Melia Kreiling (born ) is an actress. She is known for her roles on television series such as Tyrant and The Last Tycoon, and for her starring role as Alycia in the second season of the CBS summer series Salvation. She also has a brief appearance in the film Guardians of the Galaxy.

Early life
Kreiling was born in Geneva, Switzerland in the late 1980s as the daughter of an American father, Randall A. Kreiling, and a Greek mother, Katia Dimopoulou. She grew up in Athens, where she attended an English school. Afterwards, she attended the National State School of Dance. After moving to Great Britain, she studied at the University of Winchester and the Northern School of Contemporary Dance in Leeds. She received additional acting education at the London School of Dramatic Art.

Career
Kreiling made her film debut in the 2011 short Room to Forget.
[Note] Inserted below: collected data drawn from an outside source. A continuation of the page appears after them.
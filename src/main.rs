//! PathFingerprint - incremental directory tree fingerprints
//!
//! Entry point for the pathfingerprint CLI application.

use clap::Parser;
use pathfingerprint::{
    cli::Cli,
    engine::EngineError,
    error::{ExitCode, StructuredError},
};

fn main() {
    let cli = Cli::parse();
    let json_errors = cli.json_errors;

    match pathfingerprint::run_app(cli) {
        Ok(code) => std::process::exit(code.as_i32()),
        Err(err) => {
            let exit_code = err
                .downcast_ref::<EngineError>()
                .map_or(ExitCode::GeneralError, EngineError::exit_code);

            if json_errors {
                let structured = StructuredError::new(&err, exit_code);
                if let Ok(json) = serde_json::to_string_pretty(&structured) {
                    eprintln!("{json}");
                } else {
                    eprintln!("[{}] Error: {}", exit_code.code_prefix(), err);
                }
            } else {
                eprintln!("[{}] Error: {}", exit_code.code_prefix(), err);
            }

            std::process::exit(exit_code.as_i32());
        }
    }
}
use super::common::{mtime_of, Fixture};
use std::fs;

fn seed(fx: &Fixture) {
    fx.write("a", b"alpha", 1_000);
    fx.write("sub/b", b"beta", 1_000);
    fx.write("sub/c", b"gamma", 1_000);
}

#[test]
fn test_catalog_bytes_unchanged_and_events_match() {
    let fx = Fixture::new();
    seed(&fx);
    fx.scan(100);

    fx.write("sub/b", b"BETA", 2_000);
    fx.write("sub/new", b"new", 2_000);
    fx.write("fresh/d", b"delta", 2_000);

    let before = fs::read(fx.catalog()).unwrap();
    let stamp_before = mtime_of(&fx.catalog());

    let (dry, dry_lines) = fx.scan_reporting(200, false);

    assert_eq!(fs::read(fx.catalog()).unwrap(), before);
    assert_eq!(mtime_of(&fx.catalog()), stamp_before);

    let (real, real_lines) = fx.scan_reporting(300, true);
    assert_eq!(dry.digest, real.digest);
    assert_eq!(dry_lines, real_lines);
    assert_eq!(
        real_lines,
        vec![
            "create path fresh",
            "create file fresh/d",
            "update file sub/b",
            "create file sub/new",
            "update path sub",
            "update path .",
        ]
    );
}

#[test]
fn test_dry_run_repeats_identically() {
    let fx = Fixture::new();
    seed(&fx);
    fx.scan(100);
    fx.write("a", b"ALPHA", 2_000);

    let (first, first_lines) = fx.scan_reporting(200, false);
    let (second, second_lines) = fx.scan_reporting(300, false);
    assert_eq!(first.digest, second.digest);
    assert_eq!(first_lines, second_lines);
    assert_eq!(first_lines, vec!["update file a", "update path ."]);
}

#[test]
fn test_missing_catalog_is_not_created() {
    let fx = Fixture::new();
    seed(&fx);

    let (dry, lines) = fx.scan_reporting(100, false);
    assert!(!fx.catalog().exists());
    assert_eq!(
        lines,
        vec![
            "create path .",
            "create file a",
            "create path sub",
            "create file sub/b",
            "create file sub/c",
        ]
    );
    assert_eq!(dry.summary.files_hashed, 3);

    let (real, real_lines) = fx.scan_reporting(200, true);
    assert_eq!(real.digest, dry.digest);
    assert_eq!(real_lines, lines);
}

#[test]
fn test_missing_catalog_directory_is_not_created() {
    let fx = Fixture::new();
    seed(&fx);
    let catalog = fx.state.path().join("nested").join("catalog.sqlite");

    let options = pathfingerprint::engine::ScanOptions::new(fx.root(), &catalog).with_updates(false);
    pathfingerprint::engine::scan(&options).unwrap();
    assert!(!catalog.parent().unwrap().exists());
}

#[test]
fn test_deletions_not_reported_without_updates() {
    let fx = Fixture::new();
    seed(&fx);
    fx.scan(100);
    let before = fs::read(fx.catalog()).unwrap();

    fx.remove("sub");
    let (dry, lines) = fx.scan_reporting(200, false);
    assert_eq!(lines, vec!["update path ."]);
    assert_eq!(dry.pruned.files + dry.pruned.paths, 0);
    assert_eq!(fs::read(fx.catalog()).unwrap(), before);

    let (_, lines) = fx.scan_reporting(300, true);
    assert_eq!(
        lines,
        vec![
            "update path .",
            "delete file sub/b",
            "delete file sub/c",
            "delete path sub",
        ]
    );
}

#[test]
fn test_dry_run_still_reuses_catalog() {
    let fx = Fixture::new();
    seed(&fx);
    let cold = fx.scan(100);

    let (dry, _) = fx.scan_reporting(200, false);
    assert_eq!(dry.digest, cold.digest);
    assert_eq!(dry.summary.files_hashed, 0);
    assert_eq!(dry.summary.files_reused, 3);
}
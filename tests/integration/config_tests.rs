use figment::providers::Serialized;
use pathfingerprint::config::{Config, ConfigError};
use pathfingerprint::digest::DigestAlgorithm;
use std::fs;
use std::path::PathBuf;
use tempfile::tempdir;

#[test]
fn test_config_load_defaults() {
    // Use figment directly without Env to avoid interference from other tests
    let figment = figment::Figment::from(Serialized::defaults(Config::default()));
    let config: Config = figment.extract().unwrap();
    assert_eq!(config, Config::default());
    assert_eq!(config.algorithm, DigestAlgorithm::Sha1);
}

#[test]
fn test_config_load_from_env() {
    std::env::set_var("PATHFP_TEST_ALGORITHM", "blake3");
    std::env::set_var("PATHFP_TEST_REPORT_QUEUE_DEPTH", "16");
    std::env::set_var("PATHFP_TEST_PROGRESS", "false");

    use figment::{providers::Env, Figment};
    let figment =
        Figment::from(Serialized::defaults(Config::default())).merge(Env::prefixed("PATHFP_TEST_"));
    let config: Config = figment.extract().unwrap();

    assert_eq!(config.algorithm, DigestAlgorithm::Blake3);
    assert_eq!(config.report_queue_depth, 16);
    assert!(!config.progress);

    std::env::remove_var("PATHFP_TEST_ALGORITHM");
    std::env::remove_var("PATHFP_TEST_REPORT_QUEUE_DEPTH");
    std::env::remove_var("PATHFP_TEST_PROGRESS");
}

#[test]
fn test_config_load_from_toml() {
    let temp_dir = tempdir().unwrap();
    let config_path = temp_dir.path().join("config.toml");
    fs::write(
        &config_path,
        r#"
algorithm = "sha256"
catalog_dir = "/srv/catalogs"
read_buffer_size = 4096
"#,
    )
    .unwrap();

    let config = Config::load(Some(&config_path)).unwrap();
    assert_eq!(config.algorithm, DigestAlgorithm::Sha256);
    assert_eq!(config.catalog_dir, Some(PathBuf::from("/srv/catalogs")));
    assert_eq!(config.read_buffer_size, 4096);
    // Unset keys keep their defaults.
    assert_eq!(config.report_queue_depth, 1000);
    assert!(config.progress);
    assert_eq!(
        config.resolved_catalog_dir().unwrap(),
        PathBuf::from("/srv/catalogs")
    );
}

#[test]
fn test_config_unknown_algorithm_rejected() {
    let temp_dir = tempdir().unwrap();
    let config_path = temp_dir.path().join("config.toml");
    fs::write(&config_path, "algorithm = \"md5\"\n").unwrap();

    assert!(matches!(
        Config::load(Some(&config_path)),
        Err(ConfigError::Extract(_))
    ));
}

#[test]
fn test_config_zero_buffer_rejected() {
    let temp_dir = tempdir().unwrap();
    let config_path = temp_dir.path().join("config.toml");
    fs::write(&config_path, "read_buffer_size = 0\n").unwrap();

    assert!(matches!(
        Config::load(Some(&config_path)),
        Err(ConfigError::Invalid {
            key: "read_buffer_size",
            ..
        })
    ));
}

#[test]
fn test_config_missing_explicit_file() {
    let temp_dir = tempdir().unwrap();
    let err = Config::load(Some(&temp_dir.path().join("absent.toml"))).unwrap_err();
    assert!(err.to_string().contains("absent.toml"));
}
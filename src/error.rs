//! Structured error handling and exit codes.

use serde::Serialize;

/// Exit codes for the pathfingerprint binary.
///
/// Each failure class gets its own code so calling scripts can tell them
/// apart. Code 2 is left to `clap` for usage errors.
#[derive(Debug, Clone, Copy, PartialEq, Eq, Serialize)]
pub enum ExitCode {
    /// Success: the digest was printed.
    Success = 0,
    /// General error: configuration or any unclassified failure.
    GeneralError = 1,
    /// The catalog directory could not be created.
    CatalogDirectory = 3,
    /// The catalog could not be opened.
    CatalogOpen = 4,
    /// The tree could not be hashed.
    HashFailed = 5,
    /// Stale records could not be pruned, or the catalog not closed.
    PruneFailed = 6,
    /// Recall found nothing for the requested path.
    NotFound = 7,
    /// The change report destination could not be opened.
    ReportFailed = 8,
}

impl ExitCode {
    /// Get the numeric exit code.
    #[must_use]
    pub fn as_i32(self) -> i32 {
        self as i32
    }

    /// Get the machine-readable code prefix.
    #[must_use]
    pub fn code_prefix(self) -> &'static str {
        match self {
            Self::Success => "PF000",
            Self::GeneralError => "PF001",
            Self::CatalogDirectory => "PF003",
            Self::CatalogOpen => "PF004",
            Self::HashFailed => "PF005",
            Self::PruneFailed => "PF006",
            Self::NotFound => "PF007",
            Self::ReportFailed => "PF008",
        }
    }
}

/// Structured error information for JSON output.
#[derive(Debug, Serialize)]
pub struct StructuredError {
    /// The error code (e.g., "PF004")
    pub code: String,
    /// The exit code number
    pub exit_code: i32,
    /// Human-readable error message
    pub message: String,
}

impl StructuredError {
    /// Create a new structured error from an anyhow error and an exit code.
    #[must_use]
    pub fn new(err: &anyhow::Error, exit_code: ExitCode) -> Self {
        Self {
            code: exit_code.code_prefix().to_string(),
            exit_code: exit_code.as_i32(),
            message: err.to_string(),
        }
    }
}
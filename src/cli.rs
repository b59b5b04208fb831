//! Command-line interface definitions.
//!
//! # Example
//!
//! ```bash
//! # Fingerprint a tree, using the default per-tree catalog
//! pathfingerprint scan ~/photos
//!
//! # Report what changed since the last run, without touching the catalog
//! pathfingerprint scan ~/photos --no-updates --report -
//!
//! # Read a stored digest back without rescanning
//! pathfingerprint recall --catalog photos.sqlite --rel-path 2024/summer
//! ```

use std::path::PathBuf;

use clap::{Args, Parser, Subcommand};

use crate::changes::ReportDestination;
use crate::digest::DigestAlgorithm;

/// Incremental, content-addressed fingerprints for directory trees.
///
/// Computes one digest for a whole tree and keeps a catalog of file digests
/// so unchanged files are not read again on the next run.
#[derive(Debug, Parser)]
#[command(name = "pathfingerprint")]
#[command(author, version, about, long_about = None)]
#[command(propagate_version = true)]
pub struct Cli {
    /// Increase verbosity level (-v for debug, -vv for trace)
    #[arg(short, long, action = clap::ArgAction::Count, global = true)]
    pub verbose: u8,

    /// Suppress all output except errors
    #[arg(short, long, global = true, conflicts_with = "verbose")]
    pub quiet: bool,

    /// Print failures as JSON on stderr
    #[arg(long, global = true)]
    pub json_errors: bool,

    /// Configuration file (TOML)
    #[arg(long, value_name = "FILE", global = true)]
    pub config: Option<PathBuf>,

    /// Subcommand to execute
    #[command(subcommand)]
    pub command: Commands,
}

#[derive(Debug, Subcommand)]
pub enum Commands {
    /// Hash a directory tree and print its digest
    Scan(ScanArgs),
    /// Print a digest stored in a catalog without rescanning
    Recall(RecallArgs),
}

/// Arguments for the scan subcommand.
#[derive(Debug, Args)]
pub struct ScanArgs {
    /// Root of the tree to fingerprint
    #[arg(value_name = "SCAN_PATH")]
    pub scan_path: PathBuf,

    /// Catalog file to use
    ///
    /// If not specified, a file named after the scan path is used inside the
    /// catalog directory.
    #[arg(long, value_name = "FILE")]
    pub catalog: Option<PathBuf>,

    /// Directory for default catalog files
    #[arg(long, value_name = "DIR", conflicts_with = "catalog")]
    pub catalog_dir: Option<PathBuf>,

    /// Digest algorithm
    #[arg(short, long, value_enum)]
    pub algorithm: Option<DigestAlgorithm>,

    /// Do not write to the catalog; report what would change
    #[arg(long)]
    pub no_updates: bool,

    /// Write change lines to FILE, or to stderr with `-`
    #[arg(long, value_name = "FILE|-")]
    pub report: Option<ReportDestination>,

    /// Do not show the progress spinner
    #[arg(long)]
    pub no_progress: bool,
}

/// Arguments for the recall subcommand.
#[derive(Debug, Args)]
pub struct RecallArgs {
    /// Catalog file to read
    #[arg(long, value_name = "FILE")]
    pub catalog: PathBuf,

    /// Digest algorithm the catalog was built with
    #[arg(short, long, value_enum)]
    pub algorithm: Option<DigestAlgorithm>,

    /// Directory or file path relative to the scan root (default: the root)
    #[arg(long, value_name = "PATH")]
    pub rel_path: Option<String>,

    /// Also print the resolved record
    #[arg(long)]
    pub extended: bool,
}
//! PathFingerprint - incremental directory tree fingerprints
//!
//! Computes one deterministic digest for a whole directory tree and keeps a
//! SQLite catalog of per-file digests, so later runs only read files whose
//! modification time changed and can report exactly what was created,
//! updated or deleted in between.

pub mod catalog;
pub mod changes;
pub mod cli;
pub mod config;
pub mod digest;
pub mod engine;
pub mod error;
pub mod logging;
pub mod progress;
pub mod scanner;

use std::sync::Arc;

use crate::changes::ReportDestination;
use crate::cli::{Cli, Commands, RecallArgs, ScanArgs};
use crate::config::Config;
use crate::engine::ScanOptions;
use crate::error::ExitCode;
use crate::progress::{Progress, ProgressCallback};

/// Run the application logic for parsed arguments.
///
/// # Errors
///
/// Returns an error if configuration cannot be loaded or the scan or recall
/// fails. Engine failures carry an [`engine::EngineError`] that selects the
/// exit code.
pub fn run_app(cli: Cli) -> anyhow::Result<ExitCode> {
    logging::init_logging(cli.verbose, cli.quiet);

    let config = Config::load(cli.config.as_deref())?;
    log::debug!("Configuration: {config:?}");

    match cli.command {
        Commands::Scan(args) => run_scan(args, &config, cli.quiet),
        Commands::Recall(args) => run_recall(&args),
    }
}

fn run_scan(args: ScanArgs, config: &Config, quiet: bool) -> anyhow::Result<ExitCode> {
    let catalog_path = match args.catalog {
        Some(path) => path,
        None => {
            let dir = match args.catalog_dir {
                Some(dir) => dir,
                None => config.resolved_catalog_dir()?,
            };
            engine::default_catalog_path(&dir, &args.scan_path)?
        }
    };
    log::debug!("Using catalog {}", catalog_path.display());

    let mut options = ScanOptions::new(&args.scan_path, catalog_path)
        .with_algorithm(args.algorithm.unwrap_or(config.algorithm))
        .with_updates(!args.no_updates);
    options.report_queue_depth = config.report_queue_depth;
    options.read_buffer_size = config.read_buffer_size;

    // Change lines on stderr would interleave with the spinner.
    let report_on_stderr = args.report == Some(ReportDestination::Stderr);
    if let Some(destination) = args.report {
        options = options.with_report(destination);
    }

    if config.progress && !args.no_progress && !quiet && !report_on_stderr {
        let progress: Arc<dyn ProgressCallback> = Arc::new(Progress::new(false));
        options = options.with_progress_callback(progress);
    }

    let outcome = engine::scan(&options)?;
    println!("{}", outcome.digest);
    Ok(ExitCode::Success)
}

fn run_recall(args: &RecallArgs) -> anyhow::Result<ExitCode> {
    let rel_path = args.rel_path.as_deref().unwrap_or("");
    let resolved = engine::recall(&args.catalog, args.algorithm, rel_path)?;

    if args.extended {
        println!("hash:     {}", resolved.hash);
        println!(
            "path:     {}",
            if resolved.rel_path.is_empty() {
                "."
            } else {
                resolved.rel_path.as_str()
            }
        );
        println!("path id:  {}", resolved.path_id);
        if let (Some(filename), Some(file_id)) = (&resolved.filename, resolved.file_id) {
            println!("filename: {filename}");
            println!("file id:  {file_id}");
        }
    } else {
        println!("{}", resolved.hash);
    }

    Ok(ExitCode::Success)
}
In the German-speaking world she became known for her role in the historical drama The Borgias. In December 2012 she appeared in a television program about Rosamunde Pilcher and reprised her character in The Other Wife. She made a brief cameo in the American film Guardians of the Galaxy, in which she portrayed the character Bereet. Kreiling played Bathsheba in the 2013 History Channel miniseries The Bible. From 2015–2016, she played the recurring role of Daliyah Al-Yazbek in the FX television series Tyrant.

In February 2018 Kreiling joined the cast of the CBS summer series Salvation in its second season, playing the role of Alycia.

Filmography

References

External links

Actresses from Athens
Greek emigrants to the United States
21st-century American actresses
Living people
Year of birth uncertain
Year of birth missing (living people)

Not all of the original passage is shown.